Before, Now & Then, trailer, by Indonesian filmmaker Kamila Andini, is one of twelve films in competition for the Sydney Film Prize, at the 2022 Sydney Film Festival:

Kamila Andini tells a very personal story set against the backdrop of tumultuous political times in Indonesia in this beguiling period drama. Nana (a luminous Happy Salma) loses her family, including her husband, in the war in West Java. Years later, now in the 1960s, we meet her again. Her poverty now a thing of the past, she has remarried a significantly older man, Mr Darga, who is wealthy and a philanderer. Though her life is comfortable, Nana’s dreams are still occupied by the past.

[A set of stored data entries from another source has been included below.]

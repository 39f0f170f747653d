//! In-process TTL cache
//!
//! Used by the one-shot CLI and by tests. An entry is dropped when a lookup
//! finds it past its deadline, and once the map reaches the sweep threshold
//! every `set` also purges all expired entries. Deadlines use
//! `tokio::time::Instant` so a paused test clock controls expiry.

use super::{Cache, CacheError, CacheKey};
use async_trait::async_trait;
use std::collections::HashMap;
use std::sync::Mutex;
use std::time::Duration;
use tokio::time::Instant;

const DEFAULT_SWEEP_THRESHOLD: usize = 1024;

pub struct MemoryCache {
    entries: Mutex<HashMap<CacheKey, (String, Instant)>>,
    sweep_threshold: usize,
}

impl Default for MemoryCache {
    fn default() -> Self {
        Self {
            entries: Mutex::new(HashMap::new()),
            sweep_threshold: DEFAULT_SWEEP_THRESHOLD,
        }
    }
}

impl MemoryCache {
    pub fn new() -> Self {
        Self::default()
    }

    /// Purge expired entries on `set` once the map holds this many
    pub fn with_sweep_threshold(mut self, threshold: usize) -> Self {
        self.sweep_threshold = threshold;
        self
    }

    /// Number of stored entries, including expired ones not yet looked up
    pub fn len(&self) -> usize {
        self.entries.lock().unwrap_or_else(|e| e.into_inner()).len()
    }

    pub fn is_empty(&self) -> bool {
        self.len() == 0
    }
}

#[async_trait]
impl Cache for MemoryCache {
    async fn get(&self, key: &CacheKey) -> Result<Option<String>, CacheError> {
        let mut entries = self.entries.lock().unwrap_or_else(|e| e.into_inner());
        let now = Instant::now();

        match entries.get(key) {
            Some((value, expires_at)) if now < *expires_at => Ok(Some(value.clone())),
            Some(_) => {
                entries.remove(key);
                Ok(None)
            }
            None => Ok(None),
        }
    }

    async fn set(&self, key: &CacheKey, value: String, ttl: Duration) -> Result<(), CacheError> {
        let now = Instant::now();
        let mut entries = self.entries.lock().unwrap_or_else(|e| e.into_inner());

        if entries.len() >= self.sweep_threshold {
            let before = entries.len();
            entries.retain(|_, (_, expires_at)| *expires_at > now);
            log::debug!("Memory cache swept {} expired entries", before - entries.len());
        }

        entries.insert(key.clone(), (value, now + ttl));
        Ok(())
    }

    fn backend_type(&self) -> &'static str {
        "memory"
    }
}
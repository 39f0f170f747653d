//! Sentiment-driven stake decisions

pub mod decision;
pub mod engine;
pub mod recorder;
pub mod scheduler;
pub mod sentiment;
pub mod wallet;

pub use decision::{
    DecisionTrigger, FailureReason, Outcome, SkipReason, StakeAction, StakeDecision, TriggerSource,
};
pub use engine::{to_ledger_resolution, DecisionState, StakeDecisionEngine, StakeSettings};
pub use recorder::{DecisionRecorder, LogDecisionRecorder, RecorderError};
pub use scheduler::{decision_scheduler_task, decision_worker_task, DecisionTarget};
pub use sentiment::{ActivityFeed, ChutesOracle, DaturaFeed, OracleError, SentimentOracle};
pub use wallet::{ActuatorError, ExtrinsicReceipt, InclusionPolicy, RpcWalletActuator, WalletActuator};
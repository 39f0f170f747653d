//! Integration tests for the cached dividend view
//!
//! Covers the inbound query path end to end against a spy ledger:
//! - exact / partition / global lookups and their cache keys
//! - snapshot pinning and fan-out concurrency during aggregation
//! - all-or-nothing failure with cancellation of in-flight reads
//! - request validation and query-triggered stake decisions

mod common;
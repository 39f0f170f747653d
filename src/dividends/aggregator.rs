//! Fan-out aggregation across partitions
//!
//! One map query per partition, all bound to the same snapshot, polled
//! concurrently and merged as they complete. The merged value is a sorted
//! map, so completion order cannot influence it, and totals are summed in
//! key order.
//!
//! Failure is all-or-nothing: the first partition that errors (or exceeds
//! its timeout) aborts the aggregation, and the futures still in flight are
//! dropped, which cancels their requests.

use crate::ledger::{Hotkey, LedgerError, Netuid, Snapshot, SnapshotClient};
use futures::stream::{FuturesUnordered, StreamExt, TryStreamExt};
use std::collections::{BTreeMap, BTreeSet};
use std::sync::Arc;
use std::time::{Duration, Instant};

/// Dividends of every hotkey in one partition
pub type PartitionDividends = BTreeMap<Hotkey, f64>;

/// netuid -> hotkey -> dividend
pub type MergedDividends = BTreeMap<Netuid, PartitionDividends>;

#[derive(Debug)]
pub struct PartitionFailure {
    pub netuid: Netuid,
    pub error: LedgerError,
}

#[derive(Debug)]
pub enum AggregationError {
    EmptyPartitionSet,
    InvalidPartition(Netuid),
    PartialAggregationFailure { failed: Vec<PartitionFailure> },
}

impl AggregationError {
    /// Partitions whose reads failed
    pub fn failed_partitions(&self) -> Vec<Netuid> {
        match self {
            AggregationError::PartialAggregationFailure { failed } => {
                failed.iter().map(|f| f.netuid).collect()
            }
            _ => Vec::new(),
        }
    }
}

impl std::fmt::Display for AggregationError {
    fn fmt(&self, f: &mut std::fmt::Formatter<'_>) -> std::fmt::Result {
        match self {
            AggregationError::EmptyPartitionSet => write!(f, "No partitions to aggregate"),
            AggregationError::InvalidPartition(netuid) => write!(f, "Invalid partition id {}", netuid),
            AggregationError::PartialAggregationFailure { failed } => {
                write!(f, "Partial aggregation failure:")?;
                for failure in failed {
                    write!(f, " [netuid {}: {}]", failure.netuid, failure.error)?;
                }
                Ok(())
            }
        }
    }
}

impl std::error::Error for AggregationError {}

pub struct AggregationEngine {
    client: Arc<dyn SnapshotClient>,
    partition_timeout: Duration,
}

impl AggregationEngine {
    /// # Arguments
    /// * `client` - Ledger client used for every partition query
    /// * `partition_timeout` - Budget for draining one partition, pages included
    pub fn new(client: Arc<dyn SnapshotClient>, partition_timeout: Duration) -> Self {
        Self {
            client,
            partition_timeout,
        }
    }

    /// Read and merge the given partitions at `snapshot`
    ///
    /// Every id must lie in `1..=total_partitions`, the partition count at
    /// that same snapshot. Returns only after every partition has been
    /// drained, or as soon as one fails. No retry is attempted here.
    pub async fn aggregate(
        &self,
        partitions: &BTreeSet<Netuid>,
        total_partitions: Netuid,
        snapshot: &Snapshot,
    ) -> Result<MergedDividends, AggregationError> {
        if partitions.is_empty() {
            return Err(AggregationError::EmptyPartitionSet);
        }
        if let Some(&netuid) = partitions
            .iter()
            .find(|&&netuid| netuid == 0 || netuid > total_partitions)
        {
            return Err(AggregationError::InvalidPartition(netuid));
        }

        let started = Instant::now();
        log::debug!(
            "Aggregating {} partitions at {}",
            partitions.len(),
            snapshot
        );

        let mut in_flight: FuturesUnordered<_> = partitions
            .iter()
            .map(|&netuid| async move { (netuid, self.drain_with_timeout(netuid, snapshot).await) })
            .collect();

        let mut merged = MergedDividends::new();

        while let Some((netuid, result)) = in_flight.next().await {
            match result {
                Ok(entries) => {
                    merged.insert(netuid, entries);
                }
                Err(error) => {
                    log::warn!(
                        "⚠️  Partition {} failed at {}, abandoning {} in-flight queries: {}",
                        netuid,
                        snapshot,
                        in_flight.len(),
                        error
                    );
                    return Err(AggregationError::PartialAggregationFailure {
                        failed: vec![PartitionFailure { netuid, error }],
                    });
                }
            }
        }

        log::debug!(
            "✅ Aggregated {} partitions at {} in {:?}",
            merged.len(),
            snapshot,
            started.elapsed()
        );

        Ok(merged)
    }

    /// Aggregate partitions `1..=total_partitions`
    pub async fn aggregate_all(
        &self,
        total_partitions: Netuid,
        snapshot: &Snapshot,
    ) -> Result<MergedDividends, AggregationError> {
        let partitions: BTreeSet<Netuid> = (1..=total_partitions).collect();
        self.aggregate(&partitions, total_partitions, snapshot).await
    }

    async fn drain_with_timeout(
        &self,
        netuid: Netuid,
        snapshot: &Snapshot,
    ) -> Result<PartitionDividends, LedgerError> {
        match tokio::time::timeout(self.partition_timeout, self.drain_partition(netuid, snapshot)).await {
            Ok(result) => result,
            Err(_) => Err(LedgerError::Timeout(format!(
                "netuid {} not drained within {:?}",
                netuid, self.partition_timeout
            ))),
        }
    }

    async fn drain_partition(
        &self,
        netuid: Netuid,
        snapshot: &Snapshot,
    ) -> Result<PartitionDividends, LedgerError> {
        let mut stream = self.client.map_query(netuid, snapshot);
        let mut entries = PartitionDividends::new();

        while let Some((hotkey, value)) = stream.try_next().await? {
            entries.insert(hotkey, value);
        }

        Ok(entries)
    }
}

/// Sum over every hotkey of one partition
pub fn partition_total(entries: &PartitionDividends) -> f64 {
    entries.values().sum()
}

/// Sum over every partition
pub fn global_total(merged: &MergedDividends) -> f64 {
    merged.values().map(partition_total).sum()
}
//! Wallet actuator: funds checks and the stake/unstake mutations
//!
//! `stake` and `unstake` are the only non-idempotent calls in the crate.
//! Callers invoke them at most once per decision; this module never
//! retries them either.

use crate::ledger::{Hotkey, Netuid, Snapshot};
use crate::rpc::{JsonRpcTransport, RpcError};
use async_trait::async_trait;
use serde::{Deserialize, Serialize};
use std::sync::Arc;

#[derive(Debug)]
pub enum ActuatorError {
    Rpc(RpcError),
    /// The ledger refused the extrinsic
    Rejected(String),
    Timeout(String),
}

impl From<RpcError> for ActuatorError {
    fn from(err: RpcError) -> Self {
        ActuatorError::Rpc(err)
    }
}

impl std::fmt::Display for ActuatorError {
    fn fmt(&self, f: &mut std::fmt::Formatter<'_>) -> std::fmt::Result {
        match self {
            ActuatorError::Rpc(e) => write!(f, "Wallet RPC failed: {}", e),
            ActuatorError::Rejected(msg) => write!(f, "Extrinsic rejected: {}", msg),
            ActuatorError::Timeout(op) => write!(f, "Wallet call timed out: {}", op),
        }
    }
}

impl std::error::Error for ActuatorError {}

/// How long a mutation call blocks before returning
#[derive(Debug, Clone, Copy, PartialEq, Eq, Serialize)]
pub struct InclusionPolicy {
    #[serde(rename = "waitForInclusion")]
    pub wait_for_inclusion: bool,
    #[serde(rename = "waitForFinalization")]
    pub wait_for_finalization: bool,
}

impl InclusionPolicy {
    /// Wait until the extrinsic is in a block, not until it is finalized
    pub const INCLUDED: Self = Self {
        wait_for_inclusion: true,
        wait_for_finalization: false,
    };
}

/// Result of an accepted mutation
#[derive(Debug, Clone, PartialEq, Eq, Serialize, Deserialize)]
pub struct ExtrinsicReceipt {
    #[serde(rename = "blockHash")]
    pub block_hash: Option<String>,
    #[serde(rename = "extrinsicHash")]
    pub extrinsic_hash: Option<String>,
}

#[async_trait]
pub trait WalletActuator: Send + Sync {
    /// Coldkey address of the wallet that funds stakes
    fn coldkey(&self) -> &str;

    async fn stake(
        &self,
        netuid: Netuid,
        hotkey: &Hotkey,
        amount: f64,
        policy: InclusionPolicy,
    ) -> Result<ExtrinsicReceipt, ActuatorError>;

    async fn unstake(
        &self,
        netuid: Netuid,
        hotkey: &Hotkey,
        amount: f64,
        policy: InclusionPolicy,
    ) -> Result<ExtrinsicReceipt, ActuatorError>;

    /// Free balance of an account, in TAO
    async fn balance(&self, address: &str) -> Result<f64, ActuatorError>;

    /// Stake held by `coldkey` on `hotkey` in one partition, in TAO
    async fn staked_amount(
        &self,
        netuid: Netuid,
        coldkey: &str,
        hotkey: &Hotkey,
    ) -> Result<f64, ActuatorError>;

    /// Existential deposit at the snapshot
    async fn minimum_retained_balance(&self, snapshot: &Snapshot) -> Result<f64, ActuatorError>;

    /// Expected price impact of staking `amount` into the partition
    async fn slippage(&self, netuid: Netuid, amount: f64) -> Result<f64, ActuatorError>;
}

#[derive(Debug, Deserialize)]
struct SubmitResult {
    success: bool,
    #[serde(default)]
    error: Option<String>,
    #[serde(flatten)]
    receipt: ExtrinsicReceipt,
}

impl SubmitResult {
    fn into_receipt(self) -> Result<ExtrinsicReceipt, ActuatorError> {
        if self.success {
            Ok(self.receipt)
        } else {
            Err(ActuatorError::Rejected(
                self.error.unwrap_or_else(|| "no reason given".to_string()),
            ))
        }
    }
}

/// Actuator backed by a signing wallet gateway
///
/// | Method                      | Params                                                  |
/// |-----------------------------|---------------------------------------------------------|
/// | `wallet_addStake`           | `[netuid, hotkey, amount, {waitForInclusion, ...}]`     |
/// | `wallet_removeStake`        | `[netuid, hotkey, amount, {waitForInclusion, ...}]`     |
/// | `wallet_balance`            | `[address]`                                             |
/// | `wallet_stakeFor`           | `[netuid, coldkey, hotkey]`                             |
/// | `wallet_existentialDeposit` | `[at]`                                                  |
/// | `wallet_stakeSlippage`      | `[netuid, amount]`                                      |
pub struct RpcWalletActuator {
    transport: Arc<JsonRpcTransport>,
    coldkey: String,
}

impl RpcWalletActuator {
    pub fn new(transport: Arc<JsonRpcTransport>, coldkey: &str) -> Self {
        Self {
            transport,
            coldkey: coldkey.to_string(),
        }
    }
}

#[async_trait]
impl WalletActuator for RpcWalletActuator {
    fn coldkey(&self) -> &str {
        &self.coldkey
    }

    async fn stake(
        &self,
        netuid: Netuid,
        hotkey: &Hotkey,
        amount: f64,
        policy: InclusionPolicy,
    ) -> Result<ExtrinsicReceipt, ActuatorError> {
        let result: SubmitResult = self
            .transport
            .call("wallet_addStake", (netuid, hotkey.as_str(), amount, policy))
            .await?;
        result.into_receipt()
    }

    async fn unstake(
        &self,
        netuid: Netuid,
        hotkey: &Hotkey,
        amount: f64,
        policy: InclusionPolicy,
    ) -> Result<ExtrinsicReceipt, ActuatorError> {
        let result: SubmitResult = self
            .transport
            .call("wallet_removeStake", (netuid, hotkey.as_str(), amount, policy))
            .await?;
        result.into_receipt()
    }

    async fn balance(&self, address: &str) -> Result<f64, ActuatorError> {
        Ok(self.transport.call("wallet_balance", [address]).await?)
    }

    async fn staked_amount(
        &self,
        netuid: Netuid,
        coldkey: &str,
        hotkey: &Hotkey,
    ) -> Result<f64, ActuatorError> {
        Ok(self
            .transport
            .call("wallet_stakeFor", (netuid, coldkey, hotkey.as_str()))
            .await?)
    }

    async fn minimum_retained_balance(&self, snapshot: &Snapshot) -> Result<f64, ActuatorError> {
        Ok(self
            .transport
            .call("wallet_existentialDeposit", [snapshot.block_hash()])
            .await?)
    }

    async fn slippage(&self, netuid: Netuid, amount: f64) -> Result<f64, ActuatorError> {
        Ok(self
            .transport
            .call("wallet_stakeSlippage", (netuid, amount))
            .await?)
    }
}
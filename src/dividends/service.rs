//! Cache-through dividend lookups
//!
//! Three query granularities share one entry point:
//!
//! | netuid | hotkey | strategy                          | cache key              |
//! |--------|--------|-----------------------------------|------------------------|
//! | set    | set    | point query                       | `Exact`                |
//! | set    | -      | single-partition aggregation      | `Partition`            |
//! | -      | -      | aggregation over all partitions   | `Global`               |
//!
//! On a miss the snapshot is fetched once and every ledger read of that
//! request uses it. Concurrent misses on the same key are not coalesced;
//! both callers fetch and the later write wins.

use super::aggregator::{global_total, partition_total, AggregationEngine, AggregationError};
use crate::cache::{get_json, set_json, Cache, CacheKey, CachedDividend};
use crate::ledger::{Hotkey, LedgerError, Netuid, Snapshot, SnapshotClient};
use crate::staking::decision::{DecisionTrigger, TriggerSource};
use serde::de::DeserializeOwned;
use serde::{Deserialize, Serialize};
use std::collections::BTreeSet;
use std::sync::Arc;
use std::time::Duration;
use tokio::sync::mpsc;
use tokio::sync::mpsc::error::TrySendError;

pub const DEFAULT_DIVIDEND_TTL: Duration = Duration::from_secs(120);
pub const DEFAULT_TOTAL_PARTITIONS_TTL: Duration = Duration::from_secs(300);

#[derive(Debug)]
pub enum ServiceError {
    /// Bad netuid/hotkey combination or format (caller error)
    InvalidRequest(String),
    Aggregation(AggregationError),
    Ledger(LedgerError),
}

impl From<AggregationError> for ServiceError {
    fn from(err: AggregationError) -> Self {
        ServiceError::Aggregation(err)
    }
}

impl From<LedgerError> for ServiceError {
    fn from(err: LedgerError) -> Self {
        ServiceError::Ledger(err)
    }
}

impl std::fmt::Display for ServiceError {
    fn fmt(&self, f: &mut std::fmt::Formatter<'_>) -> std::fmt::Result {
        match self {
            ServiceError::InvalidRequest(msg) => write!(f, "Invalid request: {}", msg),
            ServiceError::Aggregation(e) => write!(f, "{}", e),
            ServiceError::Ledger(e) => write!(f, "{}", e),
        }
    }
}

impl std::error::Error for ServiceError {}

/// Inbound dividend query
#[derive(Debug, Clone, Default, Deserialize)]
pub struct DividendQuery {
    pub netuid: Option<Netuid>,
    pub hotkey: Option<String>,
    /// Also enqueue a stake decision for the partition
    #[serde(default)]
    pub trade: bool,
}

impl DividendQuery {
    pub fn global() -> Self {
        Self::default()
    }

    pub fn partition(netuid: Netuid) -> Self {
        Self {
            netuid: Some(netuid),
            ..Self::default()
        }
    }

    pub fn exact(netuid: Netuid, hotkey: &str) -> Self {
        Self {
            netuid: Some(netuid),
            hotkey: Some(hotkey.to_string()),
            trade: false,
        }
    }

    pub fn with_trade(mut self) -> Self {
        self.trade = true;
        self
    }
}

#[derive(Debug, Clone, PartialEq, Serialize)]
pub struct DividendResponse {
    pub netuid: Option<Netuid>,
    pub hotkey: Option<Hotkey>,
    pub value: f64,
    pub cached: bool,
    #[serde(rename = "asOf")]
    pub as_of: Snapshot,
    pub stake_tx_triggered: bool,
}

#[derive(Debug, Clone)]
pub struct CacheSettings {
    pub dividend_ttl: Duration,
    pub total_partitions_ttl: Duration,
}

impl Default for CacheSettings {
    fn default() -> Self {
        Self {
            dividend_ttl: DEFAULT_DIVIDEND_TTL,
            total_partitions_ttl: DEFAULT_TOTAL_PARTITIONS_TTL,
        }
    }
}

pub struct DividendService {
    ledger: Arc<dyn SnapshotClient>,
    cache: Arc<dyn Cache>,
    aggregator: AggregationEngine,
    settings: CacheSettings,
    triggers: Option<mpsc::Sender<DecisionTrigger>>,
}

impl DividendService {
    pub fn new(
        ledger: Arc<dyn SnapshotClient>,
        cache: Arc<dyn Cache>,
        aggregator: AggregationEngine,
        settings: CacheSettings,
    ) -> Self {
        Self {
            ledger,
            cache,
            aggregator,
            settings,
            triggers: None,
        }
    }

    /// Forward `trade=true` queries to a decision worker
    pub fn with_trade_triggers(mut self, triggers: mpsc::Sender<DecisionTrigger>) -> Self {
        self.triggers = Some(triggers);
        self
    }

    pub async fn get_dividends(&self, query: DividendQuery) -> Result<DividendResponse, ServiceError> {
        if query.hotkey.is_some() && query.netuid.is_none() {
            return Err(ServiceError::InvalidRequest(
                "hotkey provided but no netuid".to_string(),
            ));
        }

        let hotkey = match query.hotkey.as_deref() {
            Some(raw) => Some(
                Hotkey::parse(raw)
                    .map_err(|e| ServiceError::InvalidRequest(format!("invalid hotkey {}: {}", raw, e)))?,
            ),
            None => None,
        };

        if let Some(netuid) = query.netuid {
            let total = self.total_partitions().await?;
            if netuid < 1 || netuid > total {
                return Err(ServiceError::InvalidRequest(format!(
                    "invalid netuid {} (valid range 1..={})",
                    netuid, total
                )));
            }
        }

        let key = match (query.netuid, hotkey.clone()) {
            (Some(netuid), Some(hotkey)) => CacheKey::Exact { netuid, hotkey },
            (Some(netuid), None) => CacheKey::Partition { netuid },
            _ => CacheKey::Global,
        };

        let (entry, cached) = match self.cache_get::<CachedDividend>(&key).await {
            Some(entry) => {
                log::debug!("Cache hit for {}", key.redis_key());
                (entry, true)
            }
            None => {
                let snapshot = self.ledger.current_snapshot().await?;
                let value = self.fetch(&key, &snapshot).await?;
                let entry = CachedDividend {
                    value,
                    as_of: snapshot,
                };
                self.cache_set(&key, &entry, self.settings.dividend_ttl).await;
                (entry, false)
            }
        };

        let stake_tx_triggered = match (query.trade, query.netuid) {
            (true, Some(netuid)) => self.trigger_decision(netuid, hotkey.clone()),
            _ => false,
        };

        Ok(DividendResponse {
            netuid: query.netuid,
            hotkey,
            value: entry.value,
            cached,
            as_of: entry.as_of,
            stake_tx_triggered,
        })
    }

    /// Partition count, cached separately with its own (longer) TTL
    pub async fn total_partitions(&self) -> Result<Netuid, ServiceError> {
        self.total_partitions_at(None).await
    }

    /// On a miss, reads the count at `pinned` when given, else at the current head
    async fn total_partitions_at(&self, pinned: Option<&Snapshot>) -> Result<Netuid, ServiceError> {
        if let Some(total) = self.cache_get::<Netuid>(&CacheKey::TotalPartitions).await {
            return Ok(total);
        }

        let total = match pinned {
            Some(snapshot) => self.ledger.partition_count(snapshot).await?,
            None => {
                let snapshot = self.ledger.current_snapshot().await?;
                self.ledger.partition_count(&snapshot).await?
            }
        };

        self.cache_set(&CacheKey::TotalPartitions, &total, self.settings.total_partitions_ttl)
            .await;

        Ok(total)
    }

    async fn fetch(&self, key: &CacheKey, snapshot: &Snapshot) -> Result<f64, ServiceError> {
        match key {
            CacheKey::Exact { netuid, hotkey } => {
                Ok(self.ledger.point_query(*netuid, hotkey, snapshot).await?)
            }
            CacheKey::Partition { netuid } => {
                let total = self.total_partitions_at(Some(snapshot)).await?;
                let partitions: BTreeSet<Netuid> = [*netuid].into_iter().collect();
                let merged = self.aggregator.aggregate(&partitions, total, snapshot).await?;
                Ok(merged.get(netuid).map(partition_total).unwrap_or(0.0))
            }
            CacheKey::Global => {
                let total = self.total_partitions_at(Some(snapshot)).await?;
                if total == 0 {
                    return Ok(0.0);
                }
                let merged = self.aggregator.aggregate_all(total, snapshot).await?;
                Ok(global_total(&merged))
            }
            CacheKey::TotalPartitions => Err(ServiceError::InvalidRequest(
                "total_networks is not a dividend key".to_string(),
            )),
        }
    }

    fn trigger_decision(&self, netuid: Netuid, hotkey: Option<Hotkey>) -> bool {
        let Some(triggers) = &self.triggers else {
            log::warn!("⚠️  Trade requested for netuid {} but no decision worker is attached", netuid);
            return false;
        };

        let trigger = DecisionTrigger {
            netuid,
            hotkey,
            source: TriggerSource::Query,
        };

        match triggers.try_send(trigger) {
            Ok(()) => {
                log::info!("Queued stake decision for netuid {}", netuid);
                true
            }
            Err(TrySendError::Full(_)) => {
                log::warn!("⚠️  Decision queue full, dropping trade trigger for netuid {}", netuid);
                false
            }
            Err(TrySendError::Closed(_)) => {
                log::warn!("⚠️  Decision worker stopped, dropping trade trigger for netuid {}", netuid);
                false
            }
        }
    }

    // Cache failures degrade to a miss / a skipped write; the ledger stays authoritative.
    async fn cache_get<T: DeserializeOwned>(&self, key: &CacheKey) -> Option<T> {
        match get_json(self.cache.as_ref(), key).await {
            Ok(value) => value,
            Err(e) => {
                log::warn!("⚠️  {} cache read failed for {}: {}", self.cache.backend_type(), key.redis_key(), e);
                None
            }
        }
    }

    async fn cache_set<T: Serialize + Sync>(&self, key: &CacheKey, value: &T, ttl: Duration) {
        if let Err(e) = set_json(self.cache.as_ref(), key, value, ttl).await {
            log::warn!("⚠️  {} cache write failed for {}: {}", self.cache.backend_type(), key.redis_key(), e);
        }
    }
}
//! Ledger access: snapshot handles, partition ids and the read client seam
//!
//! Every read against the ledger is parameterised by a [`Snapshot`]. A
//! multi-partition read is only meaningful when all partitions are read at
//! the same block, so the snapshot is obtained once by the caller and then
//! threaded by reference into each query. Nothing in this module refreshes
//! it implicitly.

pub mod hotkey;
pub mod rpc_client;

pub use hotkey::{Hotkey, HotkeyError};
pub use rpc_client::RpcSnapshotClient;

use crate::rpc::RpcError;
use async_trait::async_trait;
use futures::stream::BoxStream;
use serde::{Deserialize, Serialize};

/// Partition (subnet) identifier
pub type Netuid = u16;

/// Stream of `(hotkey, dividend)` pairs for one partition
///
/// Implementations page through the partition lazily; consumers must drain
/// the stream before treating the partition as complete.
pub type DividendStream = BoxStream<'static, Result<(Hotkey, f64), LedgerError>>;

#[derive(Debug)]
pub enum LedgerError {
    Rpc(RpcError),
    Timeout(String),
    Decode(String),
    InvalidSnapshot(String),
}

impl From<RpcError> for LedgerError {
    fn from(err: RpcError) -> Self {
        LedgerError::Rpc(err)
    }
}

impl std::fmt::Display for LedgerError {
    fn fmt(&self, f: &mut std::fmt::Formatter<'_>) -> std::fmt::Result {
        match self {
            LedgerError::Rpc(e) => write!(f, "Ledger RPC failed: {}", e),
            LedgerError::Timeout(op) => write!(f, "Ledger query timed out: {}", op),
            LedgerError::Decode(msg) => write!(f, "Ledger decode error: {}", msg),
            LedgerError::InvalidSnapshot(msg) => write!(f, "Invalid snapshot handle: {}", msg),
        }
    }
}

impl std::error::Error for LedgerError {}

/// Immutable handle identifying one ledger state (a block hash)
#[derive(Debug, Clone, PartialEq, Eq, Hash, Serialize, Deserialize)]
#[serde(transparent)]
pub struct Snapshot {
    block_hash: String,
}

impl Snapshot {
    /// Build a handle from a `0x`-prefixed 32-byte block hash
    pub fn new(block_hash: impl Into<String>) -> Result<Self, LedgerError> {
        let block_hash = block_hash.into();
        let digits = block_hash
            .strip_prefix("0x")
            .ok_or_else(|| LedgerError::InvalidSnapshot(format!("missing 0x prefix: {}", block_hash)))?;

        let bytes = hex::decode(digits)
            .map_err(|e| LedgerError::InvalidSnapshot(format!("{}: {}", block_hash, e)))?;

        if bytes.len() != 32 {
            return Err(LedgerError::InvalidSnapshot(format!(
                "expected 32-byte hash, got {} bytes",
                bytes.len()
            )));
        }

        Ok(Self {
            block_hash: block_hash.to_lowercase(),
        })
    }

    pub fn block_hash(&self) -> &str {
        &self.block_hash
    }
}

impl std::fmt::Display for Snapshot {
    fn fmt(&self, f: &mut std::fmt::Formatter<'_>) -> std::fmt::Result {
        // 0x + first 8 hex digits is enough to tell blocks apart in logs
        write!(f, "{}", &self.block_hash[..self.block_hash.len().min(10)])
    }
}

/// Read-only client for the remote ledger
#[async_trait]
pub trait SnapshotClient: Send + Sync {
    /// Handle of the current chain head
    async fn current_snapshot(&self) -> Result<Snapshot, LedgerError>;

    /// Dividend of a single hotkey in one partition
    async fn point_query(
        &self,
        netuid: Netuid,
        hotkey: &Hotkey,
        snapshot: &Snapshot,
    ) -> Result<f64, LedgerError>;

    /// All `(hotkey, dividend)` entries of one partition
    fn map_query(&self, netuid: Netuid, snapshot: &Snapshot) -> DividendStream;

    /// Number of partitions (`TotalNetworks`) at the snapshot
    async fn partition_count(&self, snapshot: &Snapshot) -> Result<Netuid, LedgerError>;

    /// Designated owner hotkey of a partition
    async fn owner_hotkey(&self, netuid: Netuid, snapshot: &Snapshot) -> Result<Hotkey, LedgerError>;
}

A chance discovery of a carelessly forgotten item of clothing leads Nana to discover that Darga is having an affair with an even younger local woman, Ino. What follows is unexpected. Rather than a confrontation, Nana and Ino become friends, and take comfort in each other, jointly imagining a path to freedom. Meanwhile, through talk in the town of secret communists, and on radio broadcasts, the political tensions that will alter the future of Indonesia are made clear.

Before, Now & Then, also known as Nana, is competing against eleven other films for the Sydney Film Prize, the winner of which will be announced on Sunday 19 June 2022.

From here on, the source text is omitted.